WHAT TO WORK ON: Would you copy out, exactly as written, each line from the one containing "assert!(query.filter.is_empty());" to the end of the records below?

EXERCISE MATERIAL:
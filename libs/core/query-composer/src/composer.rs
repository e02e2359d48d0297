use serde::Serialize;
use serde_json::Value;

use crate::clause::{FieldCondition, FilterClause, PageSpec, RangeOperator, Scalar, SearchClause};
use crate::error::{QueryError, QueryResult};
use crate::params::{type_name, QueryParameters};

/// A fully composed catalog query: caller scope, keyword search, client
/// filters and an optional result window. Built fresh for every request.
#[derive(Debug, Clone, Default, PartialEq, Serialize)]
pub struct ComposedQuery {
    pub scope: FilterClause,
    pub search: SearchClause,
    pub filter: FilterClause,
    pub page: Option<PageSpec>,
}

impl ComposedQuery {
    /// Query over the caller scope only, without search, filters or window.
    pub fn count_query(&self) -> ComposedQuery {
        ComposedQuery {
            scope: self.scope.clone(),
            ..ComposedQuery::default()
        }
    }

    /// Client parameters that were discarded while building the filter.
    pub fn dropped(&self) -> &[String] {
        &self.filter.dropped
    }
}

/// Keyword search on `name`. An absent or empty keyword matches everything.
pub fn build_search(params: &QueryParameters) -> SearchClause {
    match params.keyword() {
        Some(keyword) if !keyword.is_empty() => SearchClause::keyword(keyword),
        _ => SearchClause::any(),
    }
}

/// Structured filter from the non-reserved parameters.
pub fn build_filter(params: &QueryParameters) -> QueryResult<FilterClause> {
    let mut clause = FilterClause::new();

    for (field, value) in params.filters() {
        if !is_safe_field(field) {
            clause.dropped.push(field.clone());
            continue;
        }

        match value {
            Value::Object(operators) => {
                for (key, operand) in operators {
                    let Some(operator) = RangeOperator::from_key(key) else {
                        clause.dropped.push(format!("{field}.{key}"));
                        continue;
                    };
                    let operand = Scalar::from_json(operand).ok_or_else(|| {
                        QueryError::invalid(format!(
                            "operand of '{field}[{key}]' must be a single value, got {}",
                            type_name(operand)
                        ))
                    })?;
                    clause.conditions.push(FieldCondition {
                        field: field.clone(),
                        operator,
                        operand,
                    });
                }
            }
            other => {
                let operand = Scalar::from_json(other).ok_or_else(|| {
                    QueryError::invalid(format!(
                        "filter '{field}' must be a single value or a range mapping, got {}",
                        type_name(other)
                    ))
                })?;
                clause.conditions.push(FieldCondition {
                    field: field.clone(),
                    operator: RangeOperator::Equals,
                    operand,
                });
            }
        }
    }

    Ok(clause)
}

/// Result window for `page_size` items per page, page number taken from `params`.
pub fn build_page(page_size: i64, params: &QueryParameters) -> QueryResult<PageSpec> {
    if page_size <= 0 {
        return Err(QueryError::invalid(format!(
            "page size must be positive, got {page_size}"
        )));
    }

    let page_number = params.page().and_then(parse_integer).unwrap_or(1).max(1);

    Ok(PageSpec {
        page_size: page_size.unsigned_abs(),
        page_number: page_number.unsigned_abs(),
    })
}

/// Resolve a client supplied page size, falling back to `default` when absent.
pub fn parse_page_size(raw: Option<&Value>, default: i64) -> QueryResult<i64> {
    let Some(raw) = raw else {
        return Ok(default);
    };
    match parse_integer(raw) {
        Some(size) if size > 0 => Ok(size),
        Some(size) => Err(QueryError::invalid(format!(
            "limit must be positive, got {size}"
        ))),
        None => Err(QueryError::invalid(format!("limit is not a number: {raw}"))),
    }
}

/// Scope, search, filter and page in one call.
pub fn compose(
    scope: FilterClause,
    params: &QueryParameters,
    page_size: i64,
) -> QueryResult<ComposedQuery> {
    QueryComposer::new(params)
        .scoped(scope)
        .paginate(page_size)?
        .search()
        .filter()
        .map(QueryComposer::build)
}

/// Step-by-step construction of a [`ComposedQuery`].
///
/// ```
/// use query_composer::{FilterClause, QueryComposer, QueryParameters};
///
/// let params = QueryParameters::from_pairs([("keyword", "lamp"), ("price[lt]", "40")]).unwrap();
/// let query = QueryComposer::new(&params)
///     .scoped(FilterClause::new().equals("category", "home"))
///     .search()
///     .filter()
///     .unwrap()
///     .paginate(10)
///     .unwrap()
///     .build();
///
/// assert_eq!(query.filter.conditions.len(), 1);
/// assert_eq!(query.page.map(|p| p.skip()), Some(0));
/// ```
#[derive(Debug, Clone)]
pub struct QueryComposer<'a> {
    params: &'a QueryParameters,
    query: ComposedQuery,
}

impl<'a> QueryComposer<'a> {
    pub fn new(params: &'a QueryParameters) -> Self {
        Self {
            params,
            query: ComposedQuery::default(),
        }
    }

    /// Restrict every result (and the count) to `scope`.
    pub fn scoped(mut self, scope: FilterClause) -> Self {
        self.query.scope = scope;
        self
    }

    pub fn search(mut self) -> Self {
        self.query.search = build_search(self.params);
        self
    }

    pub fn filter(mut self) -> QueryResult<Self> {
        self.query.filter = build_filter(self.params)?;
        Ok(self)
    }

    pub fn paginate(mut self, page_size: i64) -> QueryResult<Self> {
        self.query.page = Some(build_page(page_size, self.params)?);
        Ok(self)
    }

    pub fn build(self) -> ComposedQuery {
        self.query
    }
}

fn is_safe_field(field: &str) -> bool {
    !field.is_empty() && !field.starts_with('$') && !field.contains('\0')
}

/// Integer view of a parameter, truncating decimals.
fn parse_integer(value: &Value) -> Option<i64> {
    match value {
        Value::Number(n) => n
            .as_i64()
            .or_else(|| n.as_f64().filter(|f| f.is_finite()).map(|f| f.trunc() as i64)),
        Value::String(s) => {
            let s = s.trim();
            s.parse::<i64>().ok().or_else(|| {
                s.parse::<f64>()
                    .ok()
                    .filter(|f| f.is_finite())
                    .map(|f| f.trunc() as i64)
            })
        }
        _ => None,
    }
}

#[cfg(test)]
mod tests {
    use super::*;
    use serde_json::json;

    fn params(value: Value) -> QueryParameters {
        QueryParameters::from_value(value).unwrap()
    }

    #[test]
    fn test_search_without_keyword_is_empty() {
        assert!(build_search(&QueryParameters::new()).is_empty());
        assert!(build_search(&params(json!({"keyword": ""}))).is_empty());
        assert!(build_search(&params(json!({"color": "red"}))).is_empty());
    }

    #[test]
    fn test_search_keeps_keyword_literally() {
        let clause = build_search(&params(json!({"keyword": " Lamp .*"})));
        assert_eq!(clause.keyword.as_deref(), Some(" Lamp .*"));
        assert_eq!(clause.field, "name");
    }

    #[test]
    fn test_page_window() {
        let page = build_page(10, &params(json!({"page": "3"}))).unwrap();
        assert_eq!(page.skip(), 20);
        assert_eq!(page.limit(), 10);
    }

    #[test]
    fn test_page_number_parsing() {
        let cases = [
            (json!({}), 1),
            (json!({"page": "2"}), 2),
            (json!({"page": "2.9"}), 2),
            (json!({"page": 4}), 4),
            (json!({"page": "abc"}), 1),
            (json!({"page": "-3"}), 1),
            (json!({"page": "0"}), 1),
            (json!({"page": true}), 1),
        ];
        for (input, expected) in cases {
            let page = build_page(5, &params(input.clone())).unwrap();
            assert_eq!(page.page_number, expected, "input {input}");
            assert_eq!(page.skip(), 5 * (expected - 1));
        }
    }

    #[test]
    fn test_page_size_must_be_positive() {
        for size in [0, -5] {
            let err = build_page(size, &QueryParameters::new()).unwrap_err();
            assert!(matches!(err, QueryError::InvalidArgument(_)));
        }
    }

    #[test]
    fn test_parse_page_size() {
        assert_eq!(parse_page_size(None, 10).unwrap(), 10);
        assert_eq!(parse_page_size(Some(&json!("25")), 10).unwrap(), 25);
        assert_eq!(parse_page_size(Some(&json!(3)), 10).unwrap(), 3);
        assert!(parse_page_size(Some(&json!("lots")), 10).is_err());
        assert!(parse_page_size(Some(&json!("0")), 10).is_err());
        assert!(parse_page_size(Some(&json!(-1)), 10).is_err());
    }

    #[test]
    fn test_filter_range_operator() {
        let clause = build_filter(&params(json!({"price": {"gt": 100}}))).unwrap();
        assert_eq!(
            clause.conditions,
            vec![FieldCondition {
                field: "price".into(),
                operator: RangeOperator::GreaterThan,
                operand: Scalar::from(100i64),
            }]
        );
    }

    #[test]
    fn test_filter_scalar_is_equality() {
        let clause = build_filter(&params(json!({"category": "shoes"}))).unwrap();
        assert_eq!(clause.conditions.len(), 1);
        assert_eq!(clause.conditions[0].operator, RangeOperator::Equals);
        assert_eq!(clause.conditions[0].operand, Scalar::from("shoes"));
    }

    #[test]
    fn test_filter_ignores_reserved_keys() {
        let clause = build_filter(&params(json!({
            "keyword": "x",
            "limit": 5,
            "page": 2,
            "color": "red"
        })))
        .unwrap();

        let fields: Vec<_> = clause.conditions.iter().map(|c| c.field.as_str()).collect();
        assert_eq!(fields, vec!["color"]);
    }

    #[test]
    fn test_filter_drops_unknown_operator_keys() {
        let clause =
            build_filter(&params(json!({"price": {"$where": "sleep(1)", "gt": 5}}))).unwrap();

        assert_eq!(clause.conditions.len(), 1);
        assert_eq!(clause.conditions[0].operator, RangeOperator::GreaterThan);
        assert_eq!(clause.dropped, vec!["price.$where".to_string()]);
    }

    #[test]
    fn test_filter_drops_operator_field_names() {
        let clause = build_filter(&params(json!({"$where": "1 == 1", "$or": "x"}))).unwrap();
        assert!(clause.is_empty());
        assert_eq!(clause.dropped.len(), 2);
    }

    #[test]
    fn test_filter_mapping_without_known_keys_removes_field() {
        let clause = build_filter(&params(json!({"price": {"ne": 3}}))).unwrap();
        assert!(clause.is_empty());
        assert_eq!(clause.dropped, vec!["price.ne".to_string()]);
    }

    #[test]
    fn test_filter_rejects_structured_operands() {
        for input in [
            json!({"price": {"gt": {"$ne": 1}}}),
            json!({"price": {"lt": [1, 2]}}),
            json!({"price": {"gte": null}}),
            json!({"color": ["red", "blue"]}),
            json!({"color": null}),
        ] {
            let err = build_filter(&params(input.clone())).unwrap_err();
            assert!(matches!(err, QueryError::InvalidArgument(_)), "input {input}");
        }
    }

    #[test]
    fn test_search_and_filter_commute() {
        let p = params(json!({"keyword": "lamp", "price": {"lte": "30"}, "color": "red"}));
        let a = QueryComposer::new(&p).search().filter().unwrap().build();
        let b = QueryComposer::new(&p).filter().unwrap().search().build();
        assert_eq!(a, b);
    }

    #[test]
    fn test_compose_and_count_query() {
        let owner = uuid::Uuid::new_v4();
        let p = params(json!({"keyword": "lamp", "color": "red", "page": 2}));
        let query = compose(FilterClause::new().equals("user", owner), &p, 4).unwrap();

        assert_eq!(query.scope.conditions.len(), 1);
        assert_eq!(query.filter.conditions.len(), 1);
        assert_eq!(query.page.map(|p| p.skip()), Some(4));

        let count = query.count_query();
        assert_eq!(count.scope, query.scope);
        assert!(count.search.is_empty());
        assert!(count.filter.is_empty());
        assert!(count.page.is_none());
    }

    #[test]
    fn test_empty_parameters_compose_to_match_all() {
        let query = compose(FilterClause::new(), &QueryParameters::new(), 10).unwrap();
        assert!(query.search.is_empty());
        assert!(query.filter.is_empty());
        assert_eq!(
            query.page,
            Some(PageSpec {
                page_size: 10,
                page_number: 1
            })
        );
    }
}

EXERCISE ANSWER:
        assert!(query.filter.is_empty());
        assert_eq!(
            query.page,
            Some(PageSpec {
                page_size: 10,
                page_number: 1
            })
        );
    }
}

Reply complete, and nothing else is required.